Honesty. That is the backbone of the lesson I thought I had learnt. At the beginning of the session I noted that I had had a small argument with my boyfriend and had gone to bed with my back to him. He tried to reason with me and actually something he said resonated. At that point I had forgiven him. Yet. I couldn't tell him this. In my head I wanted to turn round and give him a hug, but I denied myself this. Why you might ask. Probably because I am bat shit crazy, but the shrink in me thinks it might be trying to validate the feelings I had in the first place. I was so mad that I couldn't possibly be over it that quickly. It was literally like cutting of my nose to spite my face. I was the only person I was hurting but not hugging him.

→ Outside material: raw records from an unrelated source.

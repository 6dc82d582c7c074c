// SPDX-License-Identifier: MIT
//! Shared-memory submission channel.
//!
//! A POSIX shm object under a well-known name carries job submissions from
//! the interactive shell to the scheduler daemon. The region holds a bounded
//! single-producer/single-consumer ring of fixed-layout records with atomic
//! read/write cursors, so many submissions can be outstanding at once and a
//! full ring blocks the submitter instead of dropping data. The shell is the
//! only producer and the daemon's dispatcher the only consumer.

use std::num::NonZeroUsize;
use std::ptr::{self, NonNull};
use std::sync::atomic::{AtomicU32, Ordering};
use std::thread;
use std::time::Duration;

use nix::fcntl::OFlag;
use nix::sys::mman::{mmap, munmap, shm_open, shm_unlink, MapFlags, ProtFlags};
use nix::sys::stat::{fstat, Mode};
use nix::unistd::ftruncate;
use thiserror::Error;

/// Well-known shm name shared by every participant.
pub const CHANNEL_NAME: &str = "/psched-submissions";

/// Ring slots. One slot stays empty to distinguish full from empty, so the
/// channel holds up to `CHANNEL_CAPACITY - 1` undrained submissions.
pub const CHANNEL_CAPACITY: u32 = 256;

/// Size of the executable-name field, including the trailing NUL.
pub const NAME_MAX: usize = 256;

const MAGIC: u32 = 0x5053_4a51; // "PSJQ"

#[derive(Debug, Error)]
pub enum ChannelError {
    #[error("failed to create shared-memory channel: {0}")]
    Create(#[source] nix::Error),
    #[error("failed to open shared-memory channel: {0}")]
    Open(#[source] nix::Error),
    #[error("failed to map shared-memory channel: {0}")]
    Map(#[source] nix::Error),
    #[error("channel exists but is not initialized yet")]
    Uninitialized,
    #[error("submission ring is full")]
    Full,
    #[error("executable name of {0} bytes does not fit the submission record")]
    NameTooLong(usize),
}

/// One submission as handed to the scheduler.
#[derive(Debug, Clone, PartialEq, Eq)]
pub struct Submission {
    pub name: String,
    pub priority: i32,
}

/// Fixed-layout record stored in a ring slot.
///
/// Only `name` and `priority` are meaningful at submission time; the runtime
/// fields exist so the record mirrors the scheduler's per-job bookkeeping and
/// are assigned on the scheduler side only.
#[repr(C)]
#[derive(Clone, Copy)]
pub struct JobRecord {
    pub name: [u8; NAME_MAX],
    pub priority: i32,
    pub pid: i32,
    pub running: bool,
    pub start_ms: i64,
    pub end_ms: i64,
    pub wait_ms: i64,
}

impl JobRecord {
    fn new(name: &str, priority: i32) -> Result<Self, ChannelError> {
        let bytes = name.as_bytes();
        if bytes.len() >= NAME_MAX {
            return Err(ChannelError::NameTooLong(bytes.len()));
        }
        let mut rec = JobRecord {
            name: [0u8; NAME_MAX],
            priority,
            pid: -1,
            running: false,
            start_ms: 0,
            end_ms: 0,
            wait_ms: 0,
        };
        rec.name[..bytes.len()].copy_from_slice(bytes);
        Ok(rec)
    }

    fn name_string(&self) -> String {
        let end = self.name.iter().position(|&b| b == 0).unwrap_or(NAME_MAX);
        String::from_utf8_lossy(&self.name[..end]).into_owned()
    }
}

/// Cursor block at the start of the mapping. `magic` is written last during
/// initialization so an attaching process never observes a half-built ring.
#[repr(C)]
struct ChannelHeader {
    magic: AtomicU32,
    capacity: AtomicU32,
    head: AtomicU32,
    tail: AtomicU32,
}

const REGION_LEN: usize =
    std::mem::size_of::<ChannelHeader>() + CHANNEL_CAPACITY as usize * std::mem::size_of::<JobRecord>();

#[derive(Debug)]
pub struct SubmissionChannel {
    base: NonNull<libc::c_void>,
}

// The mapping is shared memory; cross-thread moves are safe because all
// cursor traffic goes through the header atomics.
unsafe impl Send for SubmissionChannel {}

impl SubmissionChannel {
    /// Create (or re-initialize) the channel. The scheduler side calls this;
    /// leftovers from a crashed run are reset rather than trusted.
    pub fn create(name: &str) -> Result<Self, ChannelError> {
        let fd = shm_open(
            name,
            OFlag::O_CREAT | OFlag::O_RDWR,
            Mode::from_bits_truncate(0o600),
        )
        .map_err(ChannelError::Create)?;
        ftruncate(&fd, REGION_LEN as libc::off_t).map_err(ChannelError::Create)?;
        let chan = Self::map(&fd)?;

        let hdr = chan.header();
        hdr.head.store(0, Ordering::Relaxed);
        hdr.tail.store(0, Ordering::Relaxed);
        hdr.capacity.store(CHANNEL_CAPACITY, Ordering::Relaxed);
        hdr.magic.store(MAGIC, Ordering::Release);
        Ok(chan)
    }

    /// Attach to an existing channel. Fails if the object is missing or the
    /// creator has not finished initializing it.
    pub fn open(name: &str) -> Result<Self, ChannelError> {
        let fd = shm_open(name, OFlag::O_RDWR, Mode::empty()).map_err(ChannelError::Open)?;
        let stat = fstat(&fd).map_err(ChannelError::Open)?;
        if (stat.st_size as usize) < REGION_LEN {
            return Err(ChannelError::Uninitialized);
        }
        let chan = Self::map(&fd)?;
        if chan.header().magic.load(Ordering::Acquire) != MAGIC {
            return Err(ChannelError::Uninitialized);
        }
        Ok(chan)
    }

    fn map(fd: &std::os::fd::OwnedFd) -> Result<Self, ChannelError> {
        let len = NonZeroUsize::new(REGION_LEN).expect("region length is non-zero");
        let base = unsafe {
            mmap(
                None,
                len,
                ProtFlags::PROT_READ | ProtFlags::PROT_WRITE,
                MapFlags::MAP_SHARED,
                fd,
                0,
            )
        }
        .map_err(ChannelError::Map)?;
        Ok(Self { base })
    }

    /// Remove the shm name. Existing mappings stay valid until unmapped.
    pub fn unlink(name: &str) -> Result<(), ChannelError> {
        shm_unlink(name).map_err(ChannelError::Open)
    }

    fn header(&self) -> &ChannelHeader {
        unsafe { &*(self.base.as_ptr() as *const ChannelHeader) }
    }

    fn slot(&self, idx: u32) -> *mut JobRecord {
        unsafe {
            (self.base.as_ptr() as *mut u8)
                .add(std::mem::size_of::<ChannelHeader>())
                .cast::<JobRecord>()
                .add(idx as usize)
        }
    }

    /// Append one submission; `ChannelError::Full` when no slot is free.
    pub fn try_submit(&self, name: &str, priority: i32) -> Result<(), ChannelError> {
        let rec = JobRecord::new(name, priority)?;
        let hdr = self.header();
        let cap = hdr.capacity.load(Ordering::Relaxed);
        let tail = hdr.tail.load(Ordering::Relaxed);
        let head = hdr.head.load(Ordering::Acquire);
        if (tail + 1) % cap == head {
            return Err(ChannelError::Full);
        }
        unsafe { ptr::write(self.slot(tail), rec) };
        hdr.tail.store((tail + 1) % cap, Ordering::Release);
        Ok(())
    }

    /// Append one submission, blocking while the ring is full. A stalled
    /// consumer therefore stalls the submitter rather than losing records.
    pub fn submit(&self, name: &str, priority: i32) -> Result<(), ChannelError> {
        loop {
            match self.try_submit(name, priority) {
                Err(ChannelError::Full) => thread::sleep(Duration::from_millis(1)),
                other => return other,
            }
        }
    }

    /// Remove and return every queued submission, in submission order.
    pub fn drain(&self) -> Vec<Submission> {
        let hdr = self.header();
        let cap = hdr.capacity.load(Ordering::Relaxed);
        let mut head = hdr.head.load(Ordering::Relaxed);
        let tail = hdr.tail.load(Ordering::Acquire);
        let mut out = Vec::new();
        while head != tail {
            let rec = unsafe { ptr::read(self.slot(head)) };
            out.push(Submission {
                name: rec.name_string(),
                priority: rec.priority,
            });
            head = (head + 1) % cap;
            hdr.head.store(head, Ordering::Release);
        }
        out
    }

    /// Number of undrained submissions.
    pub fn len(&self) -> usize {
        let hdr = self.header();
        let cap = hdr.capacity.load(Ordering::Relaxed);
        let head = hdr.head.load(Ordering::Acquire);
        let tail = hdr.tail.load(Ordering::Acquire);
        ((tail + cap - head) % cap) as usize
    }

    pub fn is_empty(&self) -> bool {
        self.len() == 0
    }
}

impl Drop for SubmissionChannel {
    fn drop(&mut self) {
        if let Err(e) = unsafe { munmap(self.base, REGION_LEN) } {
            log::warn!("failed to unmap submission channel: {e}");
        }
    }
}

#[cfg(test)]
mod tests {
    use super::*;
    use std::sync::atomic::AtomicU64;

    static TEST_ID: AtomicU64 = AtomicU64::new(0);

    fn test_name() -> String {
        format!(
            "/psched-test-{}-{}",
            std::process::id(),
            TEST_ID.fetch_add(1, Ordering::Relaxed)
        )
    }

    struct Unlinker(String);
    impl Drop for Unlinker {
        fn drop(&mut self) {
            let _ = SubmissionChannel::unlink(&self.0);
        }
    }

    #[test]
    fn submissions_drain_in_order() {
        let name = test_name();
        let _cleanup = Unlinker(name.clone());
        let chan = SubmissionChannel::create(&name).unwrap();

        chan.submit("alpha", 5).unwrap();
        chan.submit("beta", 1).unwrap();
        chan.submit("gamma", 9).unwrap();

        let drained = chan.drain();
        assert_eq!(
            drained,
            vec![
                Submission { name: "alpha".into(), priority: 5 },
                Submission { name: "beta".into(), priority: 1 },
                Submission { name: "gamma".into(), priority: 9 },
            ]
        );
        assert!(chan.is_empty());
    }

    #[test]
    fn open_attaches_to_created_channel() {
        let name = test_name();
        let _cleanup = Unlinker(name.clone());
        let producer = SubmissionChannel::create(&name).unwrap();
        let consumer = SubmissionChannel::open(&name).unwrap();

        producer.submit("job", 2).unwrap();
        let drained = consumer.drain();
        assert_eq!(drained.len(), 1);
        assert_eq!(drained[0].name, "job");
        assert_eq!(drained[0].priority, 2);
    }

    #[test]
    fn open_missing_channel_fails() {
        let err = SubmissionChannel::open("/psched-test-does-not-exist").unwrap_err();
        assert!(matches!(err, ChannelError::Open(_)));
    }

    #[test]
    fn full_ring_rejects_and_recovers() {
        let name = test_name();
        let _cleanup = Unlinker(name.clone());
        let chan = SubmissionChannel::create(&name).unwrap();

        let mut accepted = 0u32;
        loop {
            match chan.try_submit(&format!("job-{accepted}"), 0) {
                Ok(()) => accepted += 1,
                Err(ChannelError::Full) => break,
                Err(e) => panic!("unexpected error: {e}"),
            }
        }
        assert_eq!(accepted, CHANNEL_CAPACITY - 1);

        // Draining frees slots; the ring keeps working across the wrap.
        assert_eq!(chan.drain().len(), accepted as usize);
        chan.try_submit("after-wrap", 3).unwrap();
        let drained = chan.drain();
        assert_eq!(drained.len(), 1);
        assert_eq!(drained[0].name, "after-wrap");
    }

    #[test]
    fn oversized_name_is_rejected() {
        let name = test_name();
        let _cleanup = Unlinker(name.clone());
        let chan = SubmissionChannel::create(&name).unwrap();

        let long = "x".repeat(NAME_MAX);
        let err = chan.try_submit(&long, 1).unwrap_err();
        assert!(matches!(err, ChannelError::NameTooLong(n) if n == NAME_MAX));
        assert!(chan.is_empty());
    }

    #[test]
    fn blocked_submit_resumes_after_drain() {
        let name = test_name();
        let _cleanup = Unlinker(name.clone());
        let producer = SubmissionChannel::create(&name).unwrap();
        let consumer = SubmissionChannel::open(&name).unwrap();

        while producer.try_submit("filler", 0).is_ok() {}

        let handle = thread::spawn(move || {
            producer.submit("late", 7).unwrap();
        });
        thread::sleep(Duration::from_millis(20));
        let first = consumer.drain();
        assert_eq!(first.len(), (CHANNEL_CAPACITY - 1) as usize);
        handle.join().unwrap();

        let second = consumer.drain();
        assert_eq!(second.len(), 1);
        assert_eq!(second[0].name, "late");
    }
}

The only thing I felt I could do was tell him this. So as ridiculous as it sounds (believe me, it reads badly, it was even worse out loud) I explained to him that I wanted to hug him but I couldn't.

Eventually, I did turn round and hug him. The therapists think that I am getting better just by being able to articulate these thoughts. I myself disagree with that, but I wondered something else. I thought that maybe, my way of cutting down the time that I feel hyper emotional is to simply say it out loud. I wonder if by forcing myself to read my mind aloud I can hear how irrational I am being and thus begin to 'come out of it' much sooner.

I know. It's not much in the way of getting better. Reads like a slightly less version of crazy. But, until tonight it made me think maybe this is MY version of getting better. Then I lost at monopoly and lost all hope again.

Sigh. Back to the drawing board. Luckily for me it is a place I am extremely familiar with.